“I said I’m leaving,” Benjamin snapped. He stood up, grabbing his leather briefcase. The room went deadly quiet. Benjamin didn’t care. He walked out of the glass doors, ignoring his assistant, ignoring the ringing phones. He felt like he was suffocating.
The Long Drive to Greenwich
The interior of his black SUV usually offered sanctuary, but today it felt like a cage. As Benjamin navigated the traffic out of the city toward Connecticut, his mind replayed the last eight months on a loop.
Amanda. His wife. His anchor. Taken by a drunk driver on a Tuesday evening while running a simple errand to get cough medicine.
She left behind a hole in the universe that nothing could fill. And she left behind the triplets: Mason, Ethan, and Liam.
They were five years old. Before the accident, they were a whirlwind of energy—loud, messy, chaotic, and full of light. But the day their mother died, the boys shut down. It was as if someone had flipped a switch. They stopped playing. They stopped running. Worst of all, they stopped speaking.

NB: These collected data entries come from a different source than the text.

//! Crate-wide error type, error kinds and exit-code classification.

use thiserror::Error;

#[derive(Error, Debug)]
pub enum BundleError {
    #[error("not found: {0}")]
    NotFound(String),

    #[error("conflict: {0}")]
    Conflict(String),

    #[error("invalid manifest: {0}")]
    InvalidManifest(String),

    #[error("cyclic dependency: {path}")]
    CyclicDependency { path: String },

    #[error("integrity error: {0}")]
    IntegrityError(String),

    #[error("driver failed with exit code {code}: {stderr_tail}")]
    DriverFailed { code: i32, stderr_tail: String },

    #[error("missing source: {0}")]
    MissingSource(String),

    #[error("output not ready: {0}")]
    OutputNotReady(String),

    #[error("invalid reference: {0}")]
    InvalidReference(String),

    #[error("invariant violated: {0}")]
    InvariantViolated(String),

    #[error("canceled: {0}")]
    Canceled(String),

    #[error("IO error: {0}")]
    Io(#[from] std::io::Error),

    #[error("JSON error: {0}")]
    Json(#[from] serde_json::Error),

    #[error("TOML parsing error: {0}")]
    Toml(#[from] toml::de::Error),

    #[error("YAML parsing error: {0}")]
    Yaml(#[from] serde_yaml::Error),

    #[error(transparent)]
    Other(#[from] anyhow::Error),
}

/// Coarse classification of a [`BundleError`], used by callers that branch
/// on the kind of failure rather than its message.
#[derive(Debug, Clone, Copy, PartialEq, Eq)]
pub enum ErrorKind {
    NotFound,
    Conflict,
    InvalidManifest,
    CyclicDependency,
    IntegrityError,
    DriverFailed,
    MissingSource,
    OutputNotReady,
    InvalidReference,
    InvariantViolated,
    Canceled,
    Io,
    Encoding,
    Other,
}

impl BundleError {
    pub fn kind(&self) -> ErrorKind {
        match self {
            BundleError::NotFound(_) => ErrorKind::NotFound,
            BundleError::Conflict(_) => ErrorKind::Conflict,
            BundleError::InvalidManifest(_) => ErrorKind::InvalidManifest,
            BundleError::CyclicDependency { .. } => ErrorKind::CyclicDependency,
            BundleError::IntegrityError(_) => ErrorKind::IntegrityError,
            BundleError::DriverFailed { .. } => ErrorKind::DriverFailed,
            BundleError::MissingSource(_) => ErrorKind::MissingSource,
            BundleError::OutputNotReady(_) => ErrorKind::OutputNotReady,
            BundleError::InvalidReference(_) => ErrorKind::InvalidReference,
            BundleError::InvariantViolated(_) => ErrorKind::InvariantViolated,
            BundleError::Canceled(_) => ErrorKind::Canceled,
            BundleError::Io(_) => ErrorKind::Io,
            BundleError::Json(_) | BundleError::Toml(_) | BundleError::Yaml(_) => {
                ErrorKind::Encoding
            }
            BundleError::Other(_) => ErrorKind::Other,
        }
    }

    pub fn is_not_found(&self) -> bool {
        self.kind() == ErrorKind::NotFound
    }

    /// Process exit code for this error.
    ///
    /// `NotFound` and `Conflict` are non-fatal (3), a violated invariant is a
    /// bug (2), everything else is a plain failure (1).
    pub fn exit_code(&self) -> i32 {
        match self.kind() {
            ErrorKind::NotFound | ErrorKind::Conflict => 3,
            ErrorKind::InvariantViolated => 2,
            _ => 1,
        }
    }

    pub fn not_found(what: impl Into<String>) -> Self {
        BundleError::NotFound(what.into())
    }

    pub fn invalid_manifest(msg: impl Into<String>) -> Self {
        BundleError::InvalidManifest(msg.into())
    }

    pub fn invalid_reference(msg: impl Into<String>) -> Self {
        BundleError::InvalidReference(msg.into())
    }

    /// Prefix the message with the installation it concerns, keeping the kind.
    pub fn for_installation(self, namespace: &str, name: &str) -> Self {
        let who = if namespace.is_empty() {
            name.to_string()
        } else {
            format!("{namespace}/{name}")
        };
        match self {
            BundleError::NotFound(m) => BundleError::NotFound(format!("{who}: {m}")),
            BundleError::Conflict(m) => BundleError::Conflict(format!("{who}: {m}")),
            BundleError::InvalidManifest(m) => {
                BundleError::InvalidManifest(format!("{who}: {m}"))
            }
            BundleError::MissingSource(m) => BundleError::MissingSource(format!("{who}: {m}")),
            BundleError::DriverFailed { code, stderr_tail } => BundleError::DriverFailed {
                code,
                stderr_tail: format!("{who}: {stderr_tail}"),
            },
            other => other,
        }
    }
}

/// Join several errors into a single `InvalidManifest`, listing every issue.
pub fn aggregate(errors: Vec<BundleError>) -> Option<BundleError> {
    match errors.len() {
        0 => None,
        1 => errors.into_iter().next(),
        n => {
            let mut msg = format!("{n} errors occurred:");
            for e in &errors {
                msg.push_str("\n\t* ");
                msg.push_str(&e.to_string());
            }
            Some(BundleError::InvalidManifest(msg))
        }
    }
}

pub use anyhow::Error;
pub type Result<T> = std::result::Result<T, BundleError>;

Benjamin had hired the best child therapists in the country. He had filled the playroom with every toy imaginable. He had tried to be there, to be the father they needed, but every time he looked at them, he saw Amanda, and he would freeze. The grief was a wall between him and his sons, a wall he didn’t know how to climb.
He was failing them. He was a billionaire who could buy anything on earth, but he couldn’t buy his sons’ happiness back.
The Silence of the Mansion
Benjamin pulled into the long, winding driveway of his Greenwich estate. The house was massive, a Georgian masterpiece that used to be filled with parties and laughter. Now, it was a mausoleum.
He parked the car and sat for a moment, gripping the steering wheel until his knuckles turned white. He dreaded going inside. He dreaded the silence. The silence that screamed, She’s not here. She’s never coming back.
He took a deep breath, steeled himself, and unlocked the front door.
He stepped into the grand foyer. He loosened his tie, preparing for the usual routine: the boys sitting silently in front of the TV, the housekeeper nodding politely, the heavy, oppressive quiet.
But then, he stopped.
He cocked his head.
What was that?
It was a sound coming from the back of the house. A strange, rhythmic thumping. And then… a shriek.
Not a shriek of pain. A shriek of delight.
Benjamin’s heart hammered against his ribs. He dropped his briefcase. Laughter?
He hadn’t heard his sons laugh in 248 days.
The Source of the Sound
He moved quickly, his expensive dress shoes echoing on the marble floors. He followed the sound like a man chasing a ghost. It was coming from the sunroom—Amanda’s favorite room, the one filled with plants and natural light.